WCGRider, Dong Kim, Jason Les and Bjorn Li to play against a new HU bot - Page 55 - Poker News

I asked earlier in the thread how statistical significance would be calculated for this and nobody responded. Shouldn't this have been stated somewhere prior to the match?

Perhaps they should also have realized statistical significance >95% would never be met in 20/40/80k hands against tough competition... Seems like a freeroll for news headlines though. That aspect would get ignored if Claudico won, yet would be brought up if it lost. (Although I am not suggesting there was any scheming ahead of time... just a shift in criteria post loss)

They knew from the bot competitions that it took nearly 1mil hands against "Prelude" to get to >95%.

Quote

05-08-2015 , 05:14 PM

#1353

nburch

newbie

Join Date: Jan 2015 Posts: 47

Quote:

Originally Posted by Wasp

It is a great measurement.
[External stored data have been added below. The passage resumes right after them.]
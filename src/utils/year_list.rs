//! Parsing of draft year lists such as `2019,2021-2023`.

use thiserror::Error;

#[derive(Debug, Clone, PartialEq, Eq, Error)]
pub enum YearListError {
    #[error("empty year list")]
    Empty,
    #[error("invalid year '{0}'")]
    InvalidYear(String),
    #[error("range '{0}' ends before it starts")]
    ReversedRange(String),
}

/// Parses a comma-separated list of years and inclusive `start-end` ranges.
///
/// Order is preserved and repeated years are kept once, at their first
/// position.
pub fn parse_year_list(input: &str) -> Result<Vec<i32>, YearListError> {
    let mut years: Vec<i32> = Vec::new();

    for part in input.split(',').map(str::trim).filter(|p| !p.is_empty()) {
        let span = match part.split_once('-') {
            Some((start, end)) => {
                let start = parse_year(start)?;
                let end = parse_year(end)?;
                if end < start {
                    return Err(YearListError::ReversedRange(part.to_string()));
                }
                start..=end
            }
            None => {
                let year = parse_year(part)?;
                year..=year
            }
        };

        for year in span {
            if !years.contains(&year) {
                years.push(year);
            }
        }
    }

    if years.is_empty() {
        return Err(YearListError::Empty);
    }

    Ok(years)
}

fn parse_year(s: &str) -> Result<i32, YearListError> {
    let s = s.trim();
    if s.len() != 4 || !s.bytes().all(|b| b.is_ascii_digit()) {
        return Err(YearListError::InvalidYear(s.to_string()));
    }
    s.parse()
        .map_err(|_| YearListError::InvalidYear(s.to_string()))
}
So if we remove the weakest opponents (fishes) Tartanian beat the field with 2 bb/100. We do it in Claudico vs Brains competitions too because the Brains vs fishes result doesn't matter neither.
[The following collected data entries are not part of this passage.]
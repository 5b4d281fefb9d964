//! Repository trait definitions for the domain layer.
//!
//! These traits abstract how the registry, the country mapping cache and the
//! placement batches are persisted. Implementations live in
//! `crate::infrastructure::persistence`; mock implementations are generated
//! via `mockall` for service tests.
//!
//! # Available Repositories
//!
//! - [`RegistryRepository`] - Draft registry
//! - [`MappingRepository`] - League prefix → country cache
//! - [`PlacementRepository`] - Placement batches per draft year
//!
//! # Testing
//!
//! See integration tests in `tests/repository_*.rs` for usage examples.

pub mod mapping_repository;
pub mod placement_repository;
pub mod registry_repository;

pub use mapping_repository::MappingRepository;
pub use placement_repository::PlacementRepository;
pub use registry_repository::RegistryRepository;

#[cfg(test)]
pub use mapping_repository::MockMappingRepository;
#[cfg(test)]
pub use placement_repository::MockPlacementRepository;
#[cfg(test)]
pub use registry_repository::MockRegistryRepository;
use std::collections::BTreeMap;
use std::path::{Path, PathBuf};
use std::sync::Arc;

use tracing::{debug, info, warn};

use super::builder::ConfigStoreBuilder;
use super::ini::{self, Line};
use super::rule::Rule;
use super::section::Section;
use super::value::{ConfigType, Value};
use super::ConfigError;
use crate::schema::{generate_config, invalid_default, Schema};

/// Typed, validated configuration backed by an INI-like file.
///
/// The store is seeded from a [`Schema`], then overlaid with whatever the
/// config file holds. Loading never fails on bad content: a value that does
/// not parse as its declared kind, or that breaks its rule, falls back to the
/// schema default and is recorded in the returned [`LoadReport`].
///
/// The store is not synchronized. Callers sharing it across threads must
/// wrap the whole store in their own lock.
///
/// ## Example
///
/// ```no_run
/// use typed_ini::{ConfigStore, Kind, Rule, Schema, SchemaItem, SchemaSection};
///
/// let schema = Schema::new().section(
///     SchemaSection::new("ABT").item(
///         SchemaItem::new("kor", Kind::Float, "500.0", "ABT kor value")
///             .with_rule(Rule::AlwaysPositive),
///     ),
/// );
///
/// let store = ConfigStore::open("specific_algorithm_config.ini", schema)?;
/// let kor: f64 = store.get_value("ABT", "kor")?;
/// # Ok::<(), typed_ini::ConfigError>(())
/// ```
#[derive(Debug)]
pub struct ConfigStore {
    path: PathBuf,
    schema: Schema,
    sections: BTreeMap<String, Section>,
}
And can we say the Brains beats Claudico at least about the same way as Tartanian beats the field of bot it played against?

If we can, can we say Brains was like a "nuclear weapon" against CMU's poker artificial intelligence?

Ignoring everything but the math, they are different situations. With only 40k pairs of duplicate hands, all you can say is that with 95% confidence that the expected value of humans vs. Claudico is between -1.19bb/100hand and +19.51bb/100hand (I think there's an assumption of stationarity here too, but... what else are you going to do?) The computer poker results have a smaller observed edge but much less variance, so that for example you can say with 95% confidence that the expected value of Tartanian7 vs. Prelude is between +0.398bb/100hand and +3.554bb/100hand: all positive.

TimTamBiscuit's point about 1-sided vs 2-sided is something else again. If we've assumed things are normally distributed and 9.16 +/- 10.35 is one 95% confidence interval, then >= 9.16-8.77 is another 95% confidence interval, and that one is all positive...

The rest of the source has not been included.